Yesterday, Malcolm got a couple of photos of a Chiffchaff, near the S-bend in the river where the Water Rail hangs out, both of which shows a bird with similar cold grey plumage to the earlier one.

Here are Chiffchaffs taken on December 15th

On today's visit Malcolm again got a couple of photos of what was probably the same bird as yesterday, but a bit further upstream by the old gasholder. I have passed all these onto Peter to see what he makes of them.

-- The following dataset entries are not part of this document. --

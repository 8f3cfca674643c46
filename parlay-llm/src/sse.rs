//! Incremental decoder for `text/event-stream` bodies.
//!
//! Bytes arrive in arbitrary chunks; an event is complete at a blank line.
//! Only `data:` fields matter for the streaming generation endpoint, so
//! each completed event yields its joined data lines.
//!
//! Lines are buffered as bytes and decoded only once complete, so a
//! multi-byte character split across chunks survives intact.

#[derive(Debug, Default)]
pub struct SseDecoder {
    buffer: Vec<u8>,
    data: Vec<String>,
}

impl SseDecoder {
    pub fn new() -> Self {
        Self::default()
    }

    /// Feed a chunk and return the data of every event it completed.
    pub fn feed(&mut self, chunk: &[u8]) -> Vec<String> {
        self.buffer.extend_from_slice(chunk);

        let mut events = Vec::new();
        while let Some(newline) = self.buffer.iter().position(|b| *b == b'\n') {
            let raw: Vec<u8> = self.buffer.drain(..=newline).collect();
            let line = String::from_utf8_lossy(&raw);
            let line = line.trim_end_matches(['\n', '\r']);

            if line.is_empty() {
                if !self.data.is_empty() {
                    events.push(self.data.join("\n"));
                    self.data.clear();
                }
            } else if let Some(value) = line.strip_prefix("data:") {
                self.data.push(value.strip_prefix(' ').unwrap_or(value).to_string());
            }
        }
        events
    }

    /// Flush an event left open when the stream ended without a blank line.
    pub fn finish(&mut self) -> Option<String> {
        let tail = String::from_utf8_lossy(&self.buffer).into_owned();
        if let Some(value) = tail.trim_end().strip_prefix("data:") {
            self.data.push(value.trim_start().to_string());
        }
        self.buffer.clear();

        if self.data.is_empty() {
            None
        } else {
            let event = self.data.join("\n");
            self.data.clear();
            Some(event)
        }
    }
}

#[cfg(test)]
mod tests {
    use super::*;

    #[test]
    fn test_events_split_across_chunks() {
        let mut decoder = SseDecoder::new();
        assert!(decoder.feed(b"data: {\"a\":").is_empty());
        assert_eq!(
            decoder.feed(b"1}\n\ndata: {\"b\":2}\r\n\r\n"),
            vec!["{\"a\":1}", "{\"b\":2}"]
        );
        assert!(decoder.finish().is_none());
    }

    #[test]
    fn test_ignores_comments_and_other_fields() {
        let mut decoder = SseDecoder::new();
        let events = decoder.feed(b": keep-alive\nevent: message\nid: 7\ndata: x\n\n");
        assert_eq!(events, vec!["x"]);
    }

    #[test]
    fn test_multiline_data_and_unterminated_tail() {
        let mut decoder = SseDecoder::new();
        assert!(decoder.feed(b"data: one\ndata: two\n").is_empty());
        assert!(decoder.feed(b"data: three").is_empty());
        assert_eq!(decoder.finish().as_deref(), Some("one\ntwo\nthree"));
    }

    #[test]
    fn test_multibyte_character_split_across_chunks() {
        let bytes = "data: Chiefs \u{2014} Raiders\n\n".as_bytes();
        let dash = bytes
            .iter()
            .position(|b| *b == 0xE2)
            .expect("em dash lead byte");

        let mut decoder = SseDecoder::new();
        assert!(decoder.feed(&bytes[..=dash]).is_empty());
        assert_eq!(decoder.feed(&bytes[dash + 1..]), vec!["Chiefs \u{2014} Raiders"]);
    }

    #[test]
    fn test_unterminated_tail_with_split_character() {
        let bytes = "data: Jos\u{e9}".as_bytes();
        let mut decoder = SseDecoder::new();
        assert!(decoder.feed(&bytes[..bytes.len() - 1]).is_empty());
        assert!(decoder.feed(&bytes[bytes.len() - 1..]).is_empty());
        assert_eq!(decoder.finish().as_deref(), Some("Jos\u{e9}"));
    }
}
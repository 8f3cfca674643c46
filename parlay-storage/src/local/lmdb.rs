//! LMDB-backed local tier.
//!
//! Uses the heed crate (Rust bindings for LMDB) as a durable, memory-mapped
//! local store for the CLI. The map size is the capacity: once LMDB reports
//! `MDB_MAP_FULL` the write surfaces as `QuotaExceeded`, which the storage
//! service answers by evicting old entries and retrying.
//!
//! Reads use read transactions, each mutation its own write transaction.

use std::path::Path;

use async_trait::async_trait;
use heed::types::Str;
use heed::{Database, Env, EnvOpenOptions, MdbError};
use parlay_core::LocalStoreError;

use super::LocalStore;

/// Error opening the LMDB environment.
#[derive(Debug, thiserror::Error)]
pub enum LmdbOpenError {
    #[error("Failed to open LMDB environment: {0}")]
    EnvOpen(String),

    #[error("Failed to open database: {0}")]
    DbOpen(String),

    #[error("Transaction error: {0}")]
    Transaction(String),

    #[error("I/O error: {0}")]
    Io(#[from] std::io::Error),
}

pub struct LmdbLocalStore {
    env: Env,
    db: Database<Str, Str>,
}

impl LmdbLocalStore {
    /// Open (or create) a store under `path`.
    ///
    /// # Arguments
    ///
    /// * `path` - Directory where LMDB files will be stored
    /// * `max_size_mb` - Map size in megabytes; writes beyond it hit the quota
    pub fn open<P: AsRef<Path>>(path: P, max_size_mb: usize) -> Result<Self, LmdbOpenError> {
        std::fs::create_dir_all(&path)?;

        let env = unsafe {
            EnvOpenOptions::new()
                .map_size(max_size_mb.max(1) * 1024 * 1024)
                .max_dbs(1)
                .open(path.as_ref())
        }
        .map_err(|e| LmdbOpenError::EnvOpen(e.to_string()))?;

        let mut wtxn = env
            .write_txn()
            .map_err(|e| LmdbOpenError::Transaction(e.to_string()))?;

        let db: Database<Str, Str> = env
            .create_database(&mut wtxn, None)
            .map_err(|e| LmdbOpenError::DbOpen(e.to_string()))?;

        wtxn.commit()
            .map_err(|e| LmdbOpenError::Transaction(e.to_string()))?;

        Ok(Self { env, db })
    }

    fn map_write_error(key: &str, value: &str, e: heed::Error) -> LocalStoreError {
        match e {
            heed::Error::Mdb(MdbError::MapFull) => LocalStoreError::QuotaExceeded {
                key: key.to_string(),
                bytes: key.len() + value.len(),
            },
            other => backend(other),
        }
    }
}

fn backend(e: heed::Error) -> LocalStoreError {
    LocalStoreError::Backend {
        reason: e.to_string(),
    }
}

#[async_trait]
impl LocalStore for LmdbLocalStore {
    async fn get(&self, key: &str) -> Result<Option<String>, LocalStoreError> {
        let rtxn = self.env.read_txn().map_err(backend)?;
        let value = self.db.get(&rtxn, key).map_err(backend)?;
        Ok(value.map(str::to_string))
    }

    async fn set(&self, key: &str, value: &str) -> Result<(), LocalStoreError> {
        let mut wtxn = self.env.write_txn().map_err(backend)?;

        self.db
            .put(&mut wtxn, key, value)
            .map_err(|e| Self::map_write_error(key, value, e))?;

        wtxn.commit()
            .map_err(|e| Self::map_write_error(key, value, e))
    }

    async fn delete(&self, key: &str) -> Result<bool, LocalStoreError> {
        let mut wtxn = self.env.write_txn().map_err(backend)?;
        let deleted = self.db.delete(&mut wtxn, key).map_err(backend)?;
        wtxn.commit().map_err(backend)?;
        Ok(deleted)
    }

    async fn keys(&self) -> Result<Vec<String>, LocalStoreError> {
        let rtxn = self.env.read_txn().map_err(backend)?;
        let iter = self.db.iter(&rtxn).map_err(backend)?;

        let mut keys = Vec::new();
        for result in iter {
            match result {
                Ok((key, _)) => keys.push(key.to_string()),
                Err(_) => continue,
            }
        }
        Ok(keys)
    }
}

impl std::fmt::Debug for LmdbLocalStore {
    fn fmt(&self, f: &mut std::fmt::Formatter<'_>) -> std::fmt::Result {
        f.debug_struct("LmdbLocalStore").finish_non_exhaustive()
    }
}

#[cfg(test)]
mod tests {
    use super::*;
    use tempfile::TempDir;

    fn create_test_store() -> (LmdbLocalStore, TempDir) {
        let temp_dir = TempDir::new().expect("TempDir creation should succeed");
        let store = LmdbLocalStore::open(temp_dir.path(), 10).expect("open should succeed");
        (store, temp_dir)
    }

    #[tokio::test]
    async fn test_put_and_get() {
        let (store, _temp_dir) = create_test_store();
        store
            .set("parlay:schedule:Week 1", r#"{"capturedAt":1,"payload":null}"#)
            .await
            .expect("set should succeed");

        let value = store
            .get("parlay:schedule:Week 1")
            .await
            .expect("get should succeed");
        assert_eq!(value.as_deref(), Some(r#"{"capturedAt":1,"payload":null}"#));
    }

    #[tokio::test]
    async fn test_get_nonexistent() {
        let (store, _temp_dir) = create_test_store();
        assert!(store.get("missing").await.expect("get should succeed").is_none());
    }

    #[tokio::test]
    async fn test_delete() {
        let (store, _temp_dir) = create_test_store();
        store.set("k", "v").await.expect("set should succeed");
        assert!(store.delete("k").await.expect("delete should succeed"));
        assert!(!store.delete("k").await.expect("delete should succeed"));
        assert!(store.get("k").await.expect("get should succeed").is_none());
    }

    #[tokio::test]
    async fn test_overwrite() {
        let (store, _temp_dir) = create_test_store();
        store.set("k", "old").await.expect("set should succeed");
        store.set("k", "new").await.expect("set should succeed");
        assert_eq!(store.get("k").await.expect("get").as_deref(), Some("new"));
        assert_eq!(store.keys().await.expect("keys").len(), 1);
    }

    #[tokio::test]
    async fn test_keys() {
        let (store, _temp_dir) = create_test_store();
        for key in ["parlay:matchup:a", "parlay:matchup:b", "other"] {
            store.set(key, "v").await.expect("set should succeed");
        }
        let mut keys = store.keys().await.expect("keys should succeed");
        keys.sort();
        assert_eq!(keys, vec!["other", "parlay:matchup:a", "parlay:matchup:b"]);
    }

    #[tokio::test]
    async fn test_full_map_reports_quota() {
        let (store, _temp_dir) = create_test_store();
        let chunk = "x".repeat(256 * 1024);
        let mut saw_quota = false;
        for i in 0..80 {
            match store.set(&format!("k{i}"), &chunk).await {
                Ok(()) => continue,
                Err(e) => {
                    assert!(e.is_quota(), "expected quota error, got {e}");
                    saw_quota = true;
                    break;
                }
            }
        }
        assert!(saw_quota, "a 10MB map cannot hold 20MB of values");
    }
}
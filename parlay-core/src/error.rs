//! Error types for parlay operations

use crate::Namespace;
use std::fmt;
use thiserror::Error;

/// Classification of a remote-tier failure.
///
/// Decided once at the remote-store boundary, never re-derived from
/// message text by callers.
#[derive(Debug, Clone, Copy, PartialEq, Eq, Hash)]
pub enum RemoteErrorKind {
    /// Network drop, timeout, or server-side outage.
    Transient,
    /// Auth or row-policy rejection.
    Permission,
    /// The requested row does not exist.
    NotFound,
    /// The remote rejected the shape of the request.
    Validation,
}

impl RemoteErrorKind {
    /// Whether a failure of this kind disables the remote tier.
    pub fn opens_circuit(&self) -> bool {
        matches!(self, Self::Transient | Self::Permission)
    }

    pub fn as_str(&self) -> &'static str {
        match self {
            Self::Transient => "transient",
            Self::Permission => "permission",
            Self::NotFound => "not_found",
            Self::Validation => "validation",
        }
    }
}

impl fmt::Display for RemoteErrorKind {
    fn fmt(&self, f: &mut fmt::Formatter<'_>) -> fmt::Result {
        f.write_str(self.as_str())
    }
}

/// A classified failure reported by the remote record store.
#[derive(Debug, Clone, Error, PartialEq, Eq)]
#[error("Remote {kind} failure: {detail}")]
pub struct RemoteError {
    pub kind: RemoteErrorKind,
    pub detail: String,
}

impl RemoteError {
    pub fn new(kind: RemoteErrorKind, detail: impl Into<String>) -> Self {
        Self {
            kind,
            detail: detail.into(),
        }
    }

    pub fn transient(detail: impl Into<String>) -> Self {
        Self::new(RemoteErrorKind::Transient, detail)
    }

    pub fn permission(detail: impl Into<String>) -> Self {
        Self::new(RemoteErrorKind::Permission, detail)
    }

    pub fn not_found(detail: impl Into<String>) -> Self {
        Self::new(RemoteErrorKind::NotFound, detail)
    }

    pub fn validation(detail: impl Into<String>) -> Self {
        Self::new(RemoteErrorKind::Validation, detail)
    }

    pub fn opens_circuit(&self) -> bool {
        self.kind.opens_circuit()
    }
}

/// Local key-value tier errors.
#[derive(Debug, Clone, Error, PartialEq, Eq)]
pub enum LocalStoreError {
    #[error("Local storage quota exceeded writing {key} ({bytes} bytes)")]
    QuotaExceeded { key: String, bytes: usize },

    #[error("Local storage backend failed: {reason}")]
    Backend { reason: String },
}

impl LocalStoreError {
    pub fn is_quota(&self) -> bool {
        matches!(self, Self::QuotaExceeded { .. })
    }
}

/// Caller-side mistakes the storage layer cannot route around.
#[derive(Debug, Clone, Error, PartialEq, Eq)]
pub enum ValidationError {
    #[error("Payload is not JSON-serializable: {reason}")]
    NotSerializable { reason: String },

    #[error("Cached payload for {namespace}/{key} does not match the requested type: {reason}")]
    PayloadMismatch {
        namespace: Namespace,
        key: String,
        reason: String,
    },

    #[error("Invalid cache key: {reason}")]
    InvalidKey { reason: String },
}

/// Configuration errors.
#[derive(Debug, Clone, Error, PartialEq, Eq)]
pub enum ConfigError {
    #[error("Missing required configuration field: {field}")]
    MissingRequired { field: String },

    #[error("Invalid value for {field}: {reason}")]
    InvalidValue { field: String, reason: String },

    #[error("Failed to read config file: {reason}")]
    Io { reason: String },

    #[error("Failed to parse config: {reason}")]
    Parse { reason: String },
}

/// Errors from the generative-AI collaborator.
#[derive(Debug, Clone, Error, PartialEq, Eq)]
pub enum LlmError {
    #[error("No API key configured for the analysis provider")]
    MissingCredentials,

    #[error("Request to {provider} failed with status {status}: {message}")]
    RequestFailed {
        provider: String,
        status: u16,
        message: String,
    },

    #[error("Invalid response from {provider}: {reason}")]
    InvalidResponse { provider: String, reason: String },

    #[error("Transport error talking to {provider}: {reason}")]
    Transport { provider: String, reason: String },
}

/// Master error type for all parlay errors.
#[derive(Debug, Clone, Error)]
pub enum ParlayError {
    #[error("Remote error: {0}")]
    Remote(#[from] RemoteError),

    #[error("Local storage error: {0}")]
    Local(#[from] LocalStoreError),

    #[error("Validation error: {0}")]
    Validation(#[from] ValidationError),

    #[error("Config error: {0}")]
    Config(#[from] ConfigError),

    #[error("LLM error: {0}")]
    Llm(#[from] LlmError),
}

/// Result type alias for parlay operations.
pub type ParlayResult<T> = Result<T, ParlayError>;

// =============================================================================
// TESTS
// =============================================================================

#[cfg(test)]
mod tests {
    use super::*;

    #[test]
    fn test_only_transient_and_permission_open_circuit() {
        assert!(RemoteErrorKind::Transient.opens_circuit());
        assert!(RemoteErrorKind::Permission.opens_circuit());
        assert!(!RemoteErrorKind::NotFound.opens_circuit());
        assert!(!RemoteErrorKind::Validation.opens_circuit());
    }

    #[test]
    fn test_remote_error_display() {
        let err = RemoteError::permission("row-level security rejected insert");
        let msg = err.to_string();
        assert!(msg.contains("permission"));
        assert!(msg.contains("row-level security"));
    }

    #[test]
    fn test_local_quota_display() {
        let err = LocalStoreError::QuotaExceeded {
            key: "parlay:matchup:kc-lv".to_string(),
            bytes: 4096,
        };
        assert!(err.is_quota());
        let msg = err.to_string();
        assert!(msg.contains("quota"));
        assert!(msg.contains("kc-lv"));
        assert!(msg.contains("4096"));
    }

    #[test]
    fn test_payload_mismatch_display() {
        let err = ValidationError::PayloadMismatch {
            namespace: Namespace::Schedule,
            key: "Week 12".to_string(),
            reason: "missing field `games`".to_string(),
        };
        let msg = err.to_string();
        assert!(msg.contains("schedule/Week 12"));
        assert!(msg.contains("games"));
    }

    #[test]
    fn test_parlay_error_from_variants() {
        let remote = ParlayError::from(RemoteError::transient("timeout"));
        assert!(matches!(remote, ParlayError::Remote(_)));

        let local = ParlayError::from(LocalStoreError::Backend {
            reason: "io".to_string(),
        });
        assert!(matches!(local, ParlayError::Local(_)));

        let validation = ParlayError::from(ValidationError::InvalidKey {
            reason: "empty".to_string(),
        });
        assert!(matches!(validation, ParlayError::Validation(_)));

        let config = ParlayError::from(ConfigError::MissingRequired {
            field: "local_store_path".to_string(),
        });
        assert!(matches!(config, ParlayError::Config(_)));

        let llm = ParlayError::from(LlmError::MissingCredentials);
        assert!(matches!(llm, ParlayError::Llm(_)));
    }
}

Here are Chiffchaffs taken on December 15th

Peter Milinets-Raby comments: The 15th December bird is almost certainly the same individual, so like a possible Siberian Chiffchaff - based on those papers - interesting ID points are, more prominent supercilium, more prominent black alula, fine off-white wing bar along the edge of the scapulars and whitish panel in the closed wing.
The 16th December bird is more like a normal Chiffchaff with greenish tinges to the wings, olive colours in the mantle, though after reading those articles, it still could just be a trick of the light, BUT the 16th December bird does not have a indistinct wing bar!!!

Mystery Chiffchaff
Peter Milinets-Raby thinks the Chiffchaff that Malcolm Phillips photographed by the south bridge on Brook Meadow on Dec 11 is too grey for a regular Chiffchaff. Malcolm's photo shows a very grey, cold cast to the plumage and Peter considers the bird is potentially a Phylloscopus collybita tristis - Siberian Chiffchaff. This is an eastern race of Chiffchaff which breeds in coniferous taiga forest from the Ural region eastwards. It winters mainly in India, though odd birds stray to Western Europe annually in autumn (end Sep-Oct). Peter recommends visiting the following page to get an idea of recently photographed birds to understand why Malcolm's bird has potential as a Siberian Chiffchaff . . .
The best ID pointer is the bird's call, described in the Collins Guide as "a mournful piping, straight (or negligibly downslurred) 'viip'". Its song is faster and more varied than the standard Chiffchaff. However, Malcolm did not hear a call or song.

Malcolm Phillips spent most of the day going round the meadow trying to find a Water Vole, but without any success. More interesting were photos of two wintering warblers which Malcolm spotted on the meadow. The Chiffchaff by the south bridge was not all that surprising, as we have a regular wintering population on Brook Meadow, though it was the first I have had reported this winter. It was an unusually grey bird.